** Opening Materials provided block **

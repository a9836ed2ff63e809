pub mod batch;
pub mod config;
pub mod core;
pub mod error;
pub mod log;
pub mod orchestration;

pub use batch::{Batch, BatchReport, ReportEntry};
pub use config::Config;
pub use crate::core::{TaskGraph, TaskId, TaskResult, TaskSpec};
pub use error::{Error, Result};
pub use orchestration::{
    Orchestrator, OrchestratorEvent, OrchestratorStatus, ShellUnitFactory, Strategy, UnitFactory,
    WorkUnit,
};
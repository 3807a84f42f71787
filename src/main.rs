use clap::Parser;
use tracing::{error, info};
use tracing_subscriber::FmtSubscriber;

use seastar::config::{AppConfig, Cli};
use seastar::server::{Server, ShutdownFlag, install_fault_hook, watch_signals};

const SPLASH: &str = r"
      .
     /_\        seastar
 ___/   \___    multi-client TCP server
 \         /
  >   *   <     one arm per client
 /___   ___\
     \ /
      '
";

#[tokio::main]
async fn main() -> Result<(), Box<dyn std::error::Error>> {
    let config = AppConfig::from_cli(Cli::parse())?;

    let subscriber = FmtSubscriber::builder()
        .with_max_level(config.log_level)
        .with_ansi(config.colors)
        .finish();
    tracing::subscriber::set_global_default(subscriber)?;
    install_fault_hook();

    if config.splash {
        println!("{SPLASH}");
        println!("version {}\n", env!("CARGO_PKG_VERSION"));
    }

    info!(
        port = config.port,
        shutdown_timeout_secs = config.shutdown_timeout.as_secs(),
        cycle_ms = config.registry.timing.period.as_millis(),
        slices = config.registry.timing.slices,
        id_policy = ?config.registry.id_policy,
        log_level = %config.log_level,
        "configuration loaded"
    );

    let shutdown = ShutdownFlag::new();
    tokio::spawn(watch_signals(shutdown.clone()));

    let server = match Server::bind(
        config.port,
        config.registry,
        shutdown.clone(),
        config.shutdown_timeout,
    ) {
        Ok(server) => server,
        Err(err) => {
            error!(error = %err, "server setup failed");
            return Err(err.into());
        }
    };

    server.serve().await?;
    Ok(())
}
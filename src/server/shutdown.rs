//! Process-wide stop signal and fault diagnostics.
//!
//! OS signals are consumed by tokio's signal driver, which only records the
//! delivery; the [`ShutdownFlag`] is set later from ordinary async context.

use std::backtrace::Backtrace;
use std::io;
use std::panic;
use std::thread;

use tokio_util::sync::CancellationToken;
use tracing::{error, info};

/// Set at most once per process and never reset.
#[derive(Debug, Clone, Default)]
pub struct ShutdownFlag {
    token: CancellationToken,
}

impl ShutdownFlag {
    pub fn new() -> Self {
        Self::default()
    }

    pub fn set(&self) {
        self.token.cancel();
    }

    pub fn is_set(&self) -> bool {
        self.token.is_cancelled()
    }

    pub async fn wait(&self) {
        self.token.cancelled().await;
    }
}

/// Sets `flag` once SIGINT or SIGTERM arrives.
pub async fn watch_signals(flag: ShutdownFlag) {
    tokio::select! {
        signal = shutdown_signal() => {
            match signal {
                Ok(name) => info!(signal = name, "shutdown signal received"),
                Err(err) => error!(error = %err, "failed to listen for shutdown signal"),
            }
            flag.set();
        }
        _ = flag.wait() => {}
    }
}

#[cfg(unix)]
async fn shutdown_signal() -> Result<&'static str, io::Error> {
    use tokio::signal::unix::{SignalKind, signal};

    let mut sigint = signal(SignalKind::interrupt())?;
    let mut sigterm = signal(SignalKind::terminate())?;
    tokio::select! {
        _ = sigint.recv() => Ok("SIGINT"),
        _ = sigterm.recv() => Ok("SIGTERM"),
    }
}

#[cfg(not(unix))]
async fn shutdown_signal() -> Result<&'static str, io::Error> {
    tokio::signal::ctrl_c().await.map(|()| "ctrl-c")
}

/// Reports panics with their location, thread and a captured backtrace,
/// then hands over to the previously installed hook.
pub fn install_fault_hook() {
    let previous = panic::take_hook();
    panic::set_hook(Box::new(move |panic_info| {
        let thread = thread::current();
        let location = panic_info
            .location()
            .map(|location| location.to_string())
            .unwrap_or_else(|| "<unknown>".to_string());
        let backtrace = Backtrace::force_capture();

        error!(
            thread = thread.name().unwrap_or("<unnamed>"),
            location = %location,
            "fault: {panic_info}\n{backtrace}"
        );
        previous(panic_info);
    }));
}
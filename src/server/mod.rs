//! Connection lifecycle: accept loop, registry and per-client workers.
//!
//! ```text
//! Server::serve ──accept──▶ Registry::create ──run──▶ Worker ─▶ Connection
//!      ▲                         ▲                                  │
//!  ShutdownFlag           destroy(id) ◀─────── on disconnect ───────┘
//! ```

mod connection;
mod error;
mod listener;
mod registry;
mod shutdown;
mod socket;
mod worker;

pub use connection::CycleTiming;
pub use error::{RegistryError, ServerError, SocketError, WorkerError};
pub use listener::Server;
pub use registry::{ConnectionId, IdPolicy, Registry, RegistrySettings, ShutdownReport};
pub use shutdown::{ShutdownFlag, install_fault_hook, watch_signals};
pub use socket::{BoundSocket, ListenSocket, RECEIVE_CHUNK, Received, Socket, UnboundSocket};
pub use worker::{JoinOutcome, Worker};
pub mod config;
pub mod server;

** Closing Materials provided block **
** Opening Materials provided block **

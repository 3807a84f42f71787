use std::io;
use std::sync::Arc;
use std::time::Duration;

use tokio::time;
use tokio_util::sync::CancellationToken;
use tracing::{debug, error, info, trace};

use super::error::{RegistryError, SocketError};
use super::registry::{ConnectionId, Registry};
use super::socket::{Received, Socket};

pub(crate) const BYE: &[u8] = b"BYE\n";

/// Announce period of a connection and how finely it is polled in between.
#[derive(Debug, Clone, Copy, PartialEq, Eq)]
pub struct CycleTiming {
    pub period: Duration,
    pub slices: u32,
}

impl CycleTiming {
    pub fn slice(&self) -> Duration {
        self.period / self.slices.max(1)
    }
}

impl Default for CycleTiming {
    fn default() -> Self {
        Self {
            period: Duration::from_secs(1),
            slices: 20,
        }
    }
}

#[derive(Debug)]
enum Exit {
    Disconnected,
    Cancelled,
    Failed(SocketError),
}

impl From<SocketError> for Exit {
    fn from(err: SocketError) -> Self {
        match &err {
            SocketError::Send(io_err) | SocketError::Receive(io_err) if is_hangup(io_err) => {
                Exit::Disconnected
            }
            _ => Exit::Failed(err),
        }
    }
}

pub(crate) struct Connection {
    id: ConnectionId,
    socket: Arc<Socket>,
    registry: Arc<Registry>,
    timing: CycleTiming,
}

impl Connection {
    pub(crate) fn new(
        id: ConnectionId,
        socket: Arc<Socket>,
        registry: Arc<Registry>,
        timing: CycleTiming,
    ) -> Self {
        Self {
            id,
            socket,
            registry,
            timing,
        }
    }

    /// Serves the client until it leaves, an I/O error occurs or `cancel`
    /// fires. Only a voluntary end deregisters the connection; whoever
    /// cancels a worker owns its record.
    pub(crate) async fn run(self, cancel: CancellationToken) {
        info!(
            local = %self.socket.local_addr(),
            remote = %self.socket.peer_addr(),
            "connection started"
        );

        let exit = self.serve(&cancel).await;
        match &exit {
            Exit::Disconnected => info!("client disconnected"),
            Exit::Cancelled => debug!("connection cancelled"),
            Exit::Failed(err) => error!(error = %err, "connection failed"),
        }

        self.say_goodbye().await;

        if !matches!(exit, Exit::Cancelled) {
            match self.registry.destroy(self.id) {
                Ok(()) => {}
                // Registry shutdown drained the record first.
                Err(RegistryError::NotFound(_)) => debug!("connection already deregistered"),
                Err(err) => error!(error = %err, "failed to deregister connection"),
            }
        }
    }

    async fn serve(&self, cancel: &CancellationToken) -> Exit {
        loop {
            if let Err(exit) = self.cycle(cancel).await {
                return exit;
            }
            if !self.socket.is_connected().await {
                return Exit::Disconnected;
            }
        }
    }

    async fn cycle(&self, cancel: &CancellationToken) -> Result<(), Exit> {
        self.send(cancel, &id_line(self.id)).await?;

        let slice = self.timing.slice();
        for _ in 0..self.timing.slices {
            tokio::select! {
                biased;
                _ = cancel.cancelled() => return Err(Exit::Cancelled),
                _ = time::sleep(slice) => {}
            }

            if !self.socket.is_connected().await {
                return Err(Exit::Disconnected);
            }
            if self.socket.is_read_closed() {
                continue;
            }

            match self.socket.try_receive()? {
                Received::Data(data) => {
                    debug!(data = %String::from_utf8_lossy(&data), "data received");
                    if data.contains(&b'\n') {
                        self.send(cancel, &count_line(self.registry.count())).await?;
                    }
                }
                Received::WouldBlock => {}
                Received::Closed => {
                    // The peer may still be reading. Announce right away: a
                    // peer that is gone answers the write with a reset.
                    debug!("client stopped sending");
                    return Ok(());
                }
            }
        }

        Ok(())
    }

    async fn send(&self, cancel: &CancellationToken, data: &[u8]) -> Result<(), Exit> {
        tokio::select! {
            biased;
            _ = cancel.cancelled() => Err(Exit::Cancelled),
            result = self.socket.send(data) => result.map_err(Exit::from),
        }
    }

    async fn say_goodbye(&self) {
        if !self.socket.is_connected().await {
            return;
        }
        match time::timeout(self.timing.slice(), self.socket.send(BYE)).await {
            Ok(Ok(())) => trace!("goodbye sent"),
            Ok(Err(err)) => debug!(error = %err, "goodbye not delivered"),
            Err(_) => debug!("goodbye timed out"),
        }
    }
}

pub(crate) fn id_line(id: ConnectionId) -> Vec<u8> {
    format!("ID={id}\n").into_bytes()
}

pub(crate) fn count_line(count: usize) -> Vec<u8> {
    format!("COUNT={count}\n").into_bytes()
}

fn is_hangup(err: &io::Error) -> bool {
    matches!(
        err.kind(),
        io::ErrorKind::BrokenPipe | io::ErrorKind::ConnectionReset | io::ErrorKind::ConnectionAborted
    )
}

** Closing Materials provided block **

- **Problem description**
Copy the lines of the data above exactly as written, beginning with the line containing "repository a9836ed2ff63e809" and ending with the line containing "let server = match", and leave out all other lines.

- **Result for this task**
repository a9836ed2ff63e809
pub mod batch;
pub mod config;
pub mod core;
pub mod error;
pub mod log;
pub mod orchestration;

pub use batch::{Batch, BatchReport, ReportEntry};
pub use config::Config;
pub use crate::core::{TaskGraph, TaskId, TaskResult, TaskSpec};
pub use error::{Error, Result};
pub use orchestration::{
    Orchestrator, OrchestratorEvent, OrchestratorStatus, ShellUnitFactory, Strategy, UnitFactory,
    WorkUnit,
};
repository 3807a84f42f71787
filename src/main.rs
use clap::Parser;
use tracing::{error, info};
use tracing_subscriber::FmtSubscriber;

use seastar::config::{AppConfig, Cli};
use seastar::server::{Server, ShutdownFlag, install_fault_hook, watch_signals};

const SPLASH: &str = r"
      .
     /_\        seastar
 ___/   \___    multi-client TCP server
 \         /
  >   *   <     one arm per client
 /___   ___\
     \ /
      '
";

#[tokio::main]
async fn main() -> Result<(), Box<dyn std::error::Error>> {
    let config = AppConfig::from_cli(Cli::parse())?;

    let subscriber = FmtSubscriber::builder()
        .with_max_level(config.log_level)
        .with_ansi(config.colors)
        .finish();
    tracing::subscriber::set_global_default(subscriber)?;
    install_fault_hook();

    if config.splash {
        println!("{SPLASH}");
        println!("version {}\n", env!("CARGO_PKG_VERSION"));
    }

    info!(
        port = config.port,
        shutdown_timeout_secs = config.shutdown_timeout.as_secs(),
        cycle_ms = config.registry.timing.period.as_millis(),
        slices = config.registry.timing.slices,
        id_policy = ?config.registry.id_policy,
        log_level = %config.log_level,
        "configuration loaded"
    );

    let shutdown = ShutdownFlag::new();
    tokio::spawn(watch_signals(shutdown.clone()));

    let server = match Server::bind(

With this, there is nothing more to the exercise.